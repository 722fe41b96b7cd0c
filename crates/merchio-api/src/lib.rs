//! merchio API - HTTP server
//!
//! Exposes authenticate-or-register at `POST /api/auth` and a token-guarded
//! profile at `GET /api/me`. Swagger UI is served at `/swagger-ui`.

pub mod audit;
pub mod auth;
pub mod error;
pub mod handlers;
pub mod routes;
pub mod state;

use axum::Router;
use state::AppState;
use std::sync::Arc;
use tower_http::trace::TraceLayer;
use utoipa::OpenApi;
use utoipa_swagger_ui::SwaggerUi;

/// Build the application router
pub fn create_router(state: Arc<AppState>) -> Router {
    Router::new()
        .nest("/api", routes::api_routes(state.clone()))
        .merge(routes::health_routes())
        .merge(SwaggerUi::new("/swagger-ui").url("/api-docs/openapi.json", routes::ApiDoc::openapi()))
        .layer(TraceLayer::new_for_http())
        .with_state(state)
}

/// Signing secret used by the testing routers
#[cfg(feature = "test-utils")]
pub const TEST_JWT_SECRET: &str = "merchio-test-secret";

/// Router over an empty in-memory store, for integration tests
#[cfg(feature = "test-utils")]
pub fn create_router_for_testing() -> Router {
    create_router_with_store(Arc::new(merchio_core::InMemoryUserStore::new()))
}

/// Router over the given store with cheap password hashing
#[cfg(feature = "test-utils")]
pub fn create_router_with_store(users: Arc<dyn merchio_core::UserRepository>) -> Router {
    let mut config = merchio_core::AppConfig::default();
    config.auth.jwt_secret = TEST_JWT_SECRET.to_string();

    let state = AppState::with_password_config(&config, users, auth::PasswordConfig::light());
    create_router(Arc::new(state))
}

--

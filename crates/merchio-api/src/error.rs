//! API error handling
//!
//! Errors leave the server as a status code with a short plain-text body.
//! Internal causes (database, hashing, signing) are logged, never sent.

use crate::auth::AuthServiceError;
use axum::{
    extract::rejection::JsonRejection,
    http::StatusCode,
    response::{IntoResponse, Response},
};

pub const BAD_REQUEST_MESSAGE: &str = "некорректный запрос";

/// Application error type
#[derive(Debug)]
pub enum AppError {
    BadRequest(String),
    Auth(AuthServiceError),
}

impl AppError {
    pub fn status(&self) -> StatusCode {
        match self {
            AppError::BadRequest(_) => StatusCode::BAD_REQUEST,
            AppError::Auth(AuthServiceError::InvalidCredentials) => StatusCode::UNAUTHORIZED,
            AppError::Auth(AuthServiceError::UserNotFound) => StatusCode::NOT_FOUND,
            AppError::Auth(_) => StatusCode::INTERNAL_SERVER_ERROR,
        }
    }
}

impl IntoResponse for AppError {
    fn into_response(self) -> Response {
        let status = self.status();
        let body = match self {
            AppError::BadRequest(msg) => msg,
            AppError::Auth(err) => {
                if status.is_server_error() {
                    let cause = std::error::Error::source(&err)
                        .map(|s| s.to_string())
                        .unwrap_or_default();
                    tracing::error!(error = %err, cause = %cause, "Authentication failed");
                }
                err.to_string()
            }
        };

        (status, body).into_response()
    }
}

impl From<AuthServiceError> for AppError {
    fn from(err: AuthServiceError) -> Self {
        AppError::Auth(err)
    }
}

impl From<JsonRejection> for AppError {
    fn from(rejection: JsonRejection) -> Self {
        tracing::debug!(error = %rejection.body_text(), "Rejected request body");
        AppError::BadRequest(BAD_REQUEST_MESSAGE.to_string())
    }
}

--

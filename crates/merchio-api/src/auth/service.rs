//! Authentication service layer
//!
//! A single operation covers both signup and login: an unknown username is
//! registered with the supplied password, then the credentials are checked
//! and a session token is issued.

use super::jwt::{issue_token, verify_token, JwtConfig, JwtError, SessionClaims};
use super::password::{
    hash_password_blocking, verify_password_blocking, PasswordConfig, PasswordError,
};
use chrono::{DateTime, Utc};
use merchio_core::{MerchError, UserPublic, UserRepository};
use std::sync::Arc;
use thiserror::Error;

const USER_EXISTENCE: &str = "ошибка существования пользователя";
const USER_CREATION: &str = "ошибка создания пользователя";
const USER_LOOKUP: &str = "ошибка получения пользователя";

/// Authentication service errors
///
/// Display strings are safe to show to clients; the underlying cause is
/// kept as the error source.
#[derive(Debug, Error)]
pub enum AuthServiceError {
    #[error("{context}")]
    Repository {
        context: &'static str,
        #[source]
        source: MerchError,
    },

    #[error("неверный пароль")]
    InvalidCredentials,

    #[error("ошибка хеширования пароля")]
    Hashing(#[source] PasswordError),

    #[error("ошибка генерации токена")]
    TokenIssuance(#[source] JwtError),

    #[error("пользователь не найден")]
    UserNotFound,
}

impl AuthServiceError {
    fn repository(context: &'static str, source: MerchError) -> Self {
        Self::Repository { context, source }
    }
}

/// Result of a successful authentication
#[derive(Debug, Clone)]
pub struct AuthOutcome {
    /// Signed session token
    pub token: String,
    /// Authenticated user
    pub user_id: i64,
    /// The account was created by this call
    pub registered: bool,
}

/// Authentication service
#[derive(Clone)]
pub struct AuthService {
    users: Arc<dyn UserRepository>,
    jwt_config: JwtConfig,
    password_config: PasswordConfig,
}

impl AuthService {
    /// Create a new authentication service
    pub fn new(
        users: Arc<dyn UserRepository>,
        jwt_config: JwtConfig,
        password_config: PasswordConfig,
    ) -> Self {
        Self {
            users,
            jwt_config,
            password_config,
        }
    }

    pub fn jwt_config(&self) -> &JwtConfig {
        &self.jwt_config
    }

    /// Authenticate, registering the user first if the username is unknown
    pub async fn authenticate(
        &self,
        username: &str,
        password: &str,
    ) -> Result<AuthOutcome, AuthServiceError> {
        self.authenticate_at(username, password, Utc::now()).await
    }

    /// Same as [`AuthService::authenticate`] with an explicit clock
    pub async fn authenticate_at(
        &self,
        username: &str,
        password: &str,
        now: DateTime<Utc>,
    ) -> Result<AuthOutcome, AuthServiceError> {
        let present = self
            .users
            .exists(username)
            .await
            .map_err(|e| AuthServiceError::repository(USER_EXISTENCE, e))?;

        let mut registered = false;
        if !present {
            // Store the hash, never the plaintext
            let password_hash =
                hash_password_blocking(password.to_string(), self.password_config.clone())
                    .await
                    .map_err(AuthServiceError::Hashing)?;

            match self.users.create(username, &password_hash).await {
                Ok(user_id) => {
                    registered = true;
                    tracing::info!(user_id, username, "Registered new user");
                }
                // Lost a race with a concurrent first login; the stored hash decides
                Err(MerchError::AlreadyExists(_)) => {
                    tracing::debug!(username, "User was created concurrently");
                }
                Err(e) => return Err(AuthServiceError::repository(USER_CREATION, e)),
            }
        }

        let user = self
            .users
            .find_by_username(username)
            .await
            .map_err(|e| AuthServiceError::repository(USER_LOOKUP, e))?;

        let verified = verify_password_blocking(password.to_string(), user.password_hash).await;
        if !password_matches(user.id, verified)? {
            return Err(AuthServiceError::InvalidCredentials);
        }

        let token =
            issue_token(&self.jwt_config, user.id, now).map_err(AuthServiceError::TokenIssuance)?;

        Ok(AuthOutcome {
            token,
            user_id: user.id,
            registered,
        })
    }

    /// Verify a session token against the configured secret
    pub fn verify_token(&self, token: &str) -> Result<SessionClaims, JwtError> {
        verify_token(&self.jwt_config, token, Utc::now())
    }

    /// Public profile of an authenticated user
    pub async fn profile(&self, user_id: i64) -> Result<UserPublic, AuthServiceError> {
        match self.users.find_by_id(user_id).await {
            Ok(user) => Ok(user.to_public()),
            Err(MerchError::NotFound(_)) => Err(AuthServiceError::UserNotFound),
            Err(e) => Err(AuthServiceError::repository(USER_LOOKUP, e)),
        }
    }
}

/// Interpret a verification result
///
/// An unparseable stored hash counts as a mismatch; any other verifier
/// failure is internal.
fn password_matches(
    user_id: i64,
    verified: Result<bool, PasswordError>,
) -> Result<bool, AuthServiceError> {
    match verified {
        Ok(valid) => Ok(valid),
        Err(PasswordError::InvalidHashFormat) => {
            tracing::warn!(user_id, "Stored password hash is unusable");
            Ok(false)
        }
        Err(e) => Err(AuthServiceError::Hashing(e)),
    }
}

--

§ **Your objective**
Please state how many lines of the entries above include the string "static", giving the number and nothing more.

§ **Solution**
2